## AVAILABLE DATA
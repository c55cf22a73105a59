use std::future::Future;
use std::sync::Arc;

use tokio::sync::Semaphore;
use tokio::task::JoinSet;
use tracing::{debug, error};

use crate::config::GateSettings;
use crate::interrupt::Interrupt;

/// Execution strategy enum for choosing between parallel and sequential
#[derive(Debug, Clone, Copy, PartialEq, Eq)]
pub enum ExecutionStrategy {
    Sequential,
    Parallel { workers: usize },
}

impl ExecutionStrategy {
    /// Parallel only when there is more than one item and more than one worker
    pub fn auto(work_items_count: usize, optimal_workers: usize) -> Self {
        let workers = optimal_workers.min(work_items_count);
        if workers > 1 {
            ExecutionStrategy::Parallel { workers }
        } else {
            ExecutionStrategy::Sequential
        }
    }

    /// Strategy for `work_items_count` items under the configured limits
    pub fn from_settings(settings: &GateSettings, work_items_count: usize) -> Self {
        let optimal =
            Self::calculate_optimal_workers(settings.max_workers, settings.thread_percentage);
        Self::auto(work_items_count, optimal)
    }

    /// Calculate optimal workers from available cores and configuration
    ///
    /// ```text
    /// 1. Detect available CPU cores: num_cpus::get()
    /// 2. Apply percentage: cores * thread_percentage / 100
    /// 3. Apply config limit: min(max_threads_config, percentage_result) if max_threads_config > 0
    /// 4. Ensure minimum: max(1, final_result)
    /// ```
    pub fn calculate_optimal_workers(max_threads_config: usize, thread_percentage: u8) -> usize {
        let available_cores = num_cpus::get();
        let by_percentage = (available_cores * usize::from(thread_percentage.min(100))) / 100;

        let workers = if max_threads_config > 0 {
            max_threads_config.min(by_percentage.max(1))
        } else {
            by_percentage
        };

        workers.max(1)
    }

    pub fn workers(&self) -> usize {
        match self {
            ExecutionStrategy::Sequential => 1,
            ExecutionStrategy::Parallel { workers } => *workers,
        }
    }

    /// Run `processor` over every item with at most `workers()` in flight.
    ///
    /// Slot `i` of the result holds the output for item `i`, or `None` when
    /// the item never started (interrupt) or its task panicked.
    pub async fn execute<T, R, F, Fut>(
        &self,
        work_items: Vec<T>,
        interrupt: &Interrupt,
        processor: F,
    ) -> Vec<Option<R>>
    where
        T: Send + 'static,
        R: Send + 'static,
        F: Fn(T) -> Fut,
        Fut: Future<Output = R> + Send + 'static,
    {
        let total = work_items.len();
        let mut results: Vec<Option<R>> = std::iter::repeat_with(|| None).take(total).collect();
        if total == 0 {
            return results;
        }

        debug!(strategy = ?self, items = total, "Executing work items");

        let permits = Arc::new(Semaphore::new(self.workers()));
        let mut tasks = JoinSet::new();

        for (index, item) in work_items.into_iter().enumerate() {
            if interrupt.is_triggered() {
                break;
            }
            let permit = tokio::select! {
                permit = Arc::clone(&permits).acquire_owned() => match permit {
                    Ok(permit) => permit,
                    Err(_) => break,
                },
                _ = interrupt.triggered() => break,
            };

            let work = processor(item);
            tasks.spawn(async move {
                let _permit = permit;
                (index, work.await)
            });
        }

        while let Some(joined) = tasks.join_next().await {
            match joined {
                Ok((index, result)) => results[index] = Some(result),
                Err(err) => error!(error = %err, "Worker task failed"),
            }
        }

        results
    }
}
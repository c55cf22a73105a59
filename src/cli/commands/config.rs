//! Configuration command implementations

use std::path::Path;

use anyhow::{Context, Result};
use clap::{Subcommand, ValueEnum};

use crate::cli::{Exit, Output};
use crate::config::{GateConfig, REPO_CONFIG_FILE};

#[derive(Subcommand, Debug)]
pub enum ConfigCommands {
    /// Print the merged configuration
    Show {
        #[arg(long, value_enum, default_value_t = Format::Toml)]
        format: Format,
    },
    /// Check the merged configuration for problems
    Validate,
}

#[derive(ValueEnum, Debug, Clone, Copy, PartialEq, Eq)]
pub enum Format {
    Toml,
    Json,
}

pub fn execute(
    cmd: ConfigCommands,
    config: &GateConfig,
    config_path: Option<&Path>,
    output: &Output,
) -> Result<Exit> {
    match cmd {
        ConfigCommands::Show { format } => {
            let rendered = match format {
                Format::Toml => config.to_toml()?,
                Format::Json => serde_json::to_string_pretty(config)
                    .context("Failed to serialize configuration")?,
            };
            println!("{}", rendered.trim_end());
            Ok(Exit::Success)
        }
        ConfigCommands::Validate => {
            let source = config_path
                .map(|path| path.display().to_string())
                .unwrap_or_else(|| format!("defaults + {REPO_CONFIG_FILE}"));
            let problems = config.validate();
            if problems.is_empty() {
                output.success(&format!("Configuration is valid ({source})"));
                return Ok(Exit::Success);
            }

            output.error(&format!("Configuration has {} problem(s) ({source})", problems.len()));
            for problem in &problems {
                output.diagnostic(problem);
            }
            Ok(Exit::Failure)
        }
    }
}
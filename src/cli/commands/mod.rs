//! Command implementations for the stagegate CLI
//!
//! Each command is organized into its own module and returns the process
//! [`Exit`](super::Exit) status.

pub mod config;
pub mod install;
pub mod plugins;
pub mod run;
pub mod status;
pub mod uninstall;
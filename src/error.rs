//! Error taxonomy for the commit gate
//!
//! Only failures that prevent a well-defined file list or a well-defined temp
//! workspace are fatal to a run. Everything scoped to a single file or a
//! single plugin is downgraded by the gate and recorded in the run result.

use std::path::PathBuf;
use std::sync::Arc;
use std::time::Duration;

use thiserror::Error;

/// The version-control system could not list or read staged content.
#[derive(Debug, Clone, Error)]
pub enum VcsQueryError {
    /// The VCS command could not be started at all.
    #[error("failed to run `{command}`: {source}")]
    Spawn {
        command: String,
        #[source]
        source: Arc<std::io::Error>,
    },

    /// The VCS command exited non-zero.
    #[error("`{command}` exited with status {status}: {stderr}")]
    Failed {
        command: String,
        status: i32,
        stderr: String,
    },

    /// Reading the command output or writing it to the sink failed.
    #[error("I/O error while running `{command}`: {source}")]
    Io {
        command: String,
        #[source]
        source: Arc<std::io::Error>,
    },

    /// The repository could not be located.
    #[error("not inside a git repository: {message}")]
    NoRepository { message: String },
}

/// The temp mirror tree could not be created or populated.
#[derive(Debug, Clone, Error)]
pub enum WorkspaceError {
    #[error("failed to create temporary workspace: {0}")]
    Create(#[source] Arc<std::io::Error>),

    #[error("failed to write {path}: {source}")]
    Write {
        path: PathBuf,
        #[source]
        source: Arc<std::io::Error>,
    },

    /// The changed-file path would land outside the workspace root.
    #[error("refusing to materialize path outside the workspace: {0}")]
    UnsafePath(PathBuf),

    #[error("failed to remove temporary workspace {path}: {source}")]
    Destroy {
        path: PathBuf,
        #[source]
        source: Arc<std::io::Error>,
    },
}

/// A single plugin invocation failed before producing an exit code.
///
/// Never fatal: the invoker turns every variant into an `Error` verdict.
#[derive(Debug, Clone, Error)]
pub enum PluginError {
    #[error("plugin '{name}' failed to start: {source}")]
    Launch {
        name: String,
        #[source]
        source: Arc<std::io::Error>,
    },

    #[error("plugin '{name}' timed out after {}s", .timeout.as_secs())]
    Timeout { name: String, timeout: Duration },

    #[error("plugin '{name}' was interrupted")]
    Interrupted { name: String },

    #[error("I/O error communicating with plugin '{name}': {source}")]
    Io {
        name: String,
        #[source]
        source: Arc<std::io::Error>,
    },
}

/// Installing or validating the hook failed.
#[derive(Debug, Clone, Error)]
pub enum InstallError {
    #[error("installation declined")]
    Declined,

    #[error("failed to copy {source_path} to {dest}: {source}")]
    Copy {
        source_path: PathBuf,
        dest: PathBuf,
        #[source]
        source: Arc<std::io::Error>,
    },

    #[error("failed to read metadata of {path}: {source}")]
    Metadata {
        path: PathBuf,
        #[source]
        source: Arc<std::io::Error>,
    },

    #[error("no hook installed at {0}")]
    NotInstalled(PathBuf),

    /// The repository copy is newer than the installed hook.
    #[error(
        "{source_path} has been updated, please run the repository's copy to update your installed hook at {installed}"
    )]
    Stale {
        source_path: PathBuf,
        installed: PathBuf,
    },

    #[error("could not determine the running executable: {0}")]
    CurrentExe(#[source] Arc<std::io::Error>),

    #[error("prompt failed: {0}")]
    Prompt(String),
}

/// Fatal errors that abort a gate run without a commit decision.
#[derive(Debug, Clone, Error)]
pub enum GateError {
    #[error("couldn't determine changed files: {0}")]
    Vcs(#[from] VcsQueryError),

    #[error(transparent)]
    Workspace(#[from] WorkspaceError),
}

pub(crate) fn io_arc(err: std::io::Error) -> Arc<std::io::Error> {
    Arc::new(err)
}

## WORK ITEM
What lines above contain the string "single"? Copy all of them.

## EXERCISE RESPONSE
//! workspace are fatal to a run. Everything scoped to a single file or a
//! single plugin is downgraded by the gate and recorded in the run result.
/// A single plugin invocation failed before producing an exit code.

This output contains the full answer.